> PROBLEM TO WORK ON: Nothing in the entries may be dropped: restate them word for word.

====== PROVIDED INFORMATION ======

//! eBay order conversion.

use orderdeck_core::{
    CUSTOMER_NAME_MAX, ITEM_TITLE_MAX, LineItem, Order, Platform, round_money, truncate_chars,
};
use rust_decimal::Decimal;

use crate::error::SyncError;
use crate::platforms::ebay::{EbayAmount, EbayOrder};

use super::{parse_amount, strip_zone};

pub(super) fn normalize(order: &EbayOrder) -> Result<(Order, Vec<LineItem>), SyncError> {
    let pricing = &order.pricing_summary;
    let canonical = Order {
        order_id: order.order_id.clone(),
        platform: Platform::Ebay,
        creation_date: strip_zone(&order.creation_date),
        customer_name: truncate_chars(&order.buyer.username, CUSTOMER_NAME_MAX),
        subtotal_amount: component(pricing.price_subtotal.as_ref(), "priceSubtotal")?,
        discount_amount: component(
            pricing.price_discount_subtotal.as_ref(),
            "priceDiscountSubtotal",
        )?,
        delivery_amount: component(pricing.delivery_cost.as_ref(), "deliveryCost")?,
        tax_amount: component(pricing.tax.as_ref(), "tax")?,
        total_amount: component(pricing.total.as_ref(), "total")?,
    };

    let line_items = order
        .line_items
        .iter()
        .map(|item| {
            Ok(LineItem {
                line_id: item.line_item_id.clone(),
                order_id: order.order_id.clone(),
                sku: item.sku.clone().unwrap_or_default(),
                title: truncate_chars(&item.title, ITEM_TITLE_MAX),
                quantity: item.quantity,
                total_amount: component(item.total.as_ref(), "lineItems.total")?,
            })
        })
        .collect::<Result<Vec<_>, SyncError>>()?;

    Ok((canonical, line_items))
}

/// A pricing component; absent means zero on zero-value orders.
fn component(amount: Option<&EbayAmount>, field: &'static str) -> Result<Decimal, SyncError> {
    amount
        .map_or(Ok(Decimal::ZERO), |a| parse_amount(&a.value, field))
        .map(round_money)
}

======

> SOLUTION FOR THIS TASK:
//! eBay order conversion.

use orderdeck_core::{
    CUSTOMER_NAME_MAX, ITEM_TITLE_MAX, LineItem, Order, Platform, round_money, truncate_chars,
};
use rust_decimal::Decimal;

use crate::error::SyncError;
use crate::platforms::ebay::{EbayAmount, EbayOrder};

use super::{parse_amount, strip_zone};

pub(super) fn normalize(order: &EbayOrder) -> Result<(Order, Vec<LineItem>), SyncError> {
    let pricing = &order.pricing_summary;
    let canonical = Order {
        order_id: order.order_id.clone(),
        platform: Platform::Ebay,
        creation_date: strip_zone(&order.creation_date),
        customer_name: truncate_chars(&order.buyer.username, CUSTOMER_NAME_MAX),
        subtotal_amount: component(pricing.price_subtotal.as_ref(), "priceSubtotal")?,
        discount_amount: component(
            pricing.price_discount_subtotal.as_ref(),
            "priceDiscountSubtotal",
        )?,
        delivery_amount: component(pricing.delivery_cost.as_ref(), "deliveryCost")?,
        tax_amount: component(pricing.tax.as_ref(), "tax")?,
        total_amount: component(pricing.total.as_ref(), "total")?,
    };

    let line_items = order
        .line_items
        .iter()
        .map(|item| {
            Ok(LineItem {
                line_id: item.line_item_id.clone(),
                order_id: order.order_id.clone(),
                sku: item.sku.clone().unwrap_or_default(),
                title: truncate_chars(&item.title, ITEM_TITLE_MAX),
                quantity: item.quantity,
                total_amount: component(item.total.as_ref(), "lineItems.total")?,
            })
        })
        .collect::<Result<Vec<_>, SyncError>>()?;

    Ok((canonical, line_items))
}

/// A pricing component; absent means zero on zero-value orders.
fn component(amount: Option<&EbayAmount>, field: &'static str) -> Result<Decimal, SyncError> {
    amount
        .map_or(Ok(Decimal::ZERO), |a| parse_amount(&a.value, field))
        .map(round_money)
}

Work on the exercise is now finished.